DAZAP2 controls cancer cell chemosensitivity by orchestrating the p53 response upon DNA damage

The tumor suppressors p53 and HIPK2 play a central role in cell fate decision-making upon DNA damage and regulate cancer cell chemosensitivity. Here we identify the adaptor protein Deleted in Azoospermia-associated protein 2 (DAZAP2) as a novel player in the DNA damage-induced p53 response. Knock-down or genetic deletion of DAZAP2 potentiates cancer cell chemosensitivity in vitro and in vivo.
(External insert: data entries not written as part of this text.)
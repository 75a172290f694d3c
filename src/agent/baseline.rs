//! Random baseline player
//!
//! Keeps no beliefs. It grabs on glitter, climbs when home with the gold, and
//! otherwise rolls a weighted die that favours walking into unvisited cells.
//! With the gold it leans toward turns that face home.

use ahash::AHashSet;
use rand::distributions::{Distribution, WeightedIndex};
use rand::SeedableRng;
use rand_chacha::ChaCha8Rng;
use tracing::{debug, info};

use crate::agent::player::{Player, PlayerTurn};
use crate::agent::session::action_score;
use crate::core::constants::SCORE_DEATH;
use crate::core::error::{AgentError, Result};
use crate::core::types::{Action, Coord, Direction, Outcome, Percept, Pose};

const TURN_WEIGHT: f64 = 1.0;
const SHOOT_WEIGHT: f64 = 0.1;
const FRESH_MOVE_WEIGHT: f64 = 5.0;
const STALE_MOVE_WEIGHT: f64 = 1.0;
/// Turn that faces home directly
const HOMEWARD_TURN_WEIGHT: f64 = 10.0;
/// Either turn works when home is behind
const ABOUT_TURN_WEIGHT: f64 = 5.0;

pub struct RandomPlayer {
    grid_size: u32,
    rng: ChaCha8Rng,
    pose: Pose,
    entry: Coord,
    visited: AHashSet<Coord>,
    has_gold: bool,
    has_arrow: bool,
    turn: u32,
    score: i64,
    last_action: Option<Action>,
    outcome: Option<Outcome>,
}

impl RandomPlayer {
    pub fn new(grid_size: u32, seed: u64) -> Result<Self> {
        if grid_size == 0 {
            return Err(AgentError::InvalidConfig("grid_size must be positive".into()));
        }
        let entry = Coord::new(0, 0);
        let mut visited = AHashSet::new();
        visited.insert(entry);
        Ok(Self {
            grid_size,
            rng: ChaCha8Rng::seed_from_u64(seed),
            pose: Pose::new(entry, Direction::default()),
            entry,
            visited,
            has_gold: false,
            has_arrow: true,
            turn: 0,
            score: 0,
            last_action: None,
            outcome: None,
        })
    }

    pub fn pose(&self) -> Pose {
        self.pose
    }

    pub fn has_gold(&self) -> bool {
        self.has_gold
    }

    fn in_bounds(&self, c: Coord) -> bool {
        let side = self.grid_size as i64;
        (0..side).contains(&(c.x as i64)) && (0..side).contains(&(c.y as i64))
    }

    /// Dead-reckon the previous action
    fn apply_last_action(&mut self, percept: &Percept) {
        match self.last_action {
            Some(Action::MoveForward) if !percept.bump => {
                let next = self.pose.position.step(self.pose.facing);
                if self.in_bounds(next) {
                    self.pose.position = next;
                    self.visited.insert(next);
                }
            }
            Some(Action::TurnLeft) => self.pose.facing = self.pose.facing.left(),
            Some(Action::TurnRight) => self.pose.facing = self.pose.facing.right(),
            Some(Action::Grab) => self.has_gold = true,
            Some(Action::Shoot) => self.has_arrow = false,
            _ => {}
        }
    }

    fn choose(&mut self, percept: &Percept) -> Action {
        if percept.glitter && !self.has_gold {
            return Action::Grab;
        }
        if self.has_gold && self.pose.position == self.entry {
            return Action::Climb;
        }

        let mut options = vec![
            (Action::TurnLeft, TURN_WEIGHT),
            (Action::TurnRight, TURN_WEIGHT),
        ];
        if self.has_arrow {
            options.push((Action::Shoot, SHOOT_WEIGHT));
        }
        let ahead = self.pose.position.step(self.pose.facing);
        if self.in_bounds(ahead) {
            let weight = if self.visited.contains(&ahead) {
                STALE_MOVE_WEIGHT
            } else {
                FRESH_MOVE_WEIGHT
            };
            options.push((Action::MoveForward, weight));
        }
        if self.has_gold {
            self.lean_home(&mut options);
        }

        WeightedIndex::new(options.iter().map(|(_, w)| *w))
            .map(|dist| options[dist.sample(&mut self.rng)].0)
            .unwrap_or(Action::TurnRight)
    }

    /// Boost whichever turn heads west, then south, toward the entry
    fn lean_home(&self, options: &mut [(Action, f64)]) {
        let Coord { x, y } = self.pose.position;
        let facing = self.pose.facing;
        let (left, right) = if x > 0 && facing != Direction::West {
            match facing {
                Direction::North => (HOMEWARD_TURN_WEIGHT, TURN_WEIGHT),
                Direction::South => (TURN_WEIGHT, HOMEWARD_TURN_WEIGHT),
                _ => (ABOUT_TURN_WEIGHT, ABOUT_TURN_WEIGHT),
            }
        } else if y > 0 && facing != Direction::South {
            match facing {
                Direction::East => (TURN_WEIGHT, HOMEWARD_TURN_WEIGHT),
                Direction::West => (HOMEWARD_TURN_WEIGHT, TURN_WEIGHT),
                _ => (ABOUT_TURN_WEIGHT, ABOUT_TURN_WEIGHT),
            }
        } else {
            return;
        };
        for (action, weight) in options.iter_mut() {
            match action {
                Action::TurnLeft => *weight = left,
                Action::TurnRight => *weight = right,
                _ => {}
            }
        }
    }

    fn finish(&mut self, outcome: Outcome) {
        self.outcome = Some(outcome);
        info!(?outcome, score = self.score, turns = self.turn, "baseline finished");
    }
}

impl Player for RandomPlayer {
    fn take_turn(&mut self, percept: &Percept) -> Result<PlayerTurn> {
        if self.outcome.is_some() {
            return Err(AgentError::SessionFinished);
        }
        self.apply_last_action(percept);

        let action = self.choose(percept);
        self.turn += 1;
        self.score += action_score(action, self.has_gold);
        self.last_action = Some(action);
        debug!(turn = self.turn, position = %self.pose.position, ?action, "baseline action");

        if action == Action::Climb {
            self.finish(Outcome::Won);
        }
        Ok(PlayerTurn {
            action,
            snapshot: None,
        })
    }

    fn record_death(&mut self) {
        if self.outcome.is_none() {
            self.score += SCORE_DEATH;
            self.finish(Outcome::Died);
        }
    }

    fn give_up(&mut self) {
        if self.outcome.is_none() {
            self.finish(Outcome::GaveUp);
        }
    }

    fn turn(&self) -> u32 {
        self.turn
    }

    fn score(&self) -> i64 {
        self.score
    }

    fn outcome(&self) -> Option<Outcome> {
        self.outcome
    }
}
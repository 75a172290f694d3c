use criterion::{black_box, criterion_group, criterion_main, BenchmarkId, Criterion};
use wumpus_agent::core::constants::{RISK_PENALTY_STALE, RISK_PENALTY_UNKNOWN};
use wumpus_agent::core::types::{Coord, Direction, Pose};
use wumpus_agent::inference::{observe, run_to_fixed_point, Observation};
use wumpus_agent::knowledge::{BeliefStore, Signals};
use wumpus_agent::navigation::{find_route, StepCosts};

/// Store with a visited snake through the lower half and a breeze line
fn explored_store(size: u32) -> BeliefStore {
    let mut store = BeliefStore::new(size, 1, None, 1);
    let side = size as i32;
    for y in 0..side / 2 {
        for x in 0..side {
            let breeze = y == side / 2 - 1 && x % 3 == 0;
            let obs = Observation {
                position: Coord::new(x, y),
                signals: Signals::observed(breeze, false, false),
                scream: false,
                shot: None,
                wumpuses_moved: false,
            };
            observe(&mut store, &obs, 0.2).unwrap();
        }
    }
    store
}

fn benchmark_fixed_point(c: &mut Criterion) {
    let mut group = c.benchmark_group("fixed_point");
    for size in [4u32, 8, 16] {
        let store = explored_store(size);
        group.bench_with_input(BenchmarkId::from_parameter(size), &store, |b, store| {
            b.iter(|| {
                let mut store = store.clone();
                run_to_fixed_point(black_box(&mut store)).unwrap()
            })
        });
    }
    group.finish();
}

fn benchmark_find_route(c: &mut Criterion) {
    let costs = StepCosts {
        risk_penalty: RISK_PENALTY_UNKNOWN,
        stale_penalty: RISK_PENALTY_STALE,
    };
    let mut group = c.benchmark_group("find_route");
    for size in [8u32, 16] {
        let store = explored_store(size);
        let from = Pose::new(Coord::new(0, 0), Direction::East);
        let to = Coord::new(size as i32 - 1, size as i32 - 1);
        group.bench_with_input(BenchmarkId::from_parameter(size), &store, |b, store| {
            b.iter(|| find_route(black_box(store), from, to, true, costs).unwrap())
        });
    }
    group.finish();
}

criterion_group!(benches, benchmark_fixed_point, benchmark_find_route);
criterion_main!(benches);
In unstressed cells, DAZAP2 stimulates HIPK2 ubiquitination and degradation through interaction with HIPK2 and the ubiquitin ligase SIAH1. After chemotherapeutic drug-induced DNA damage, DAZAP2 accumulates in the cell nucleus, which is regulated through site-specific phosphorylation by HIPK2. Nuclear DAZAP2 interacts with p53 response elements and specifies p53 target gene expression by modulating a select subset of p53 target genes. Mechanistically, DAZAP2 forms a complex with p53 and modulates target gene expression in association with HDAC1. Our findings identify DAZAP2 as a novel regulator of the p53 response and cancer cell chemosensitivity. Overall design: Whole transcriptome analysis to identify DAZAP2-regulated genes under physiological conditions or upon DNA damage. Briefly, HCT116 cells were either transfected with a siRNA targeting DAZAP2 or a control siRNA followed by treatment with either DMSO or 50 µM 5-FU for 24 h. 3 biological replicates per group were analyzed.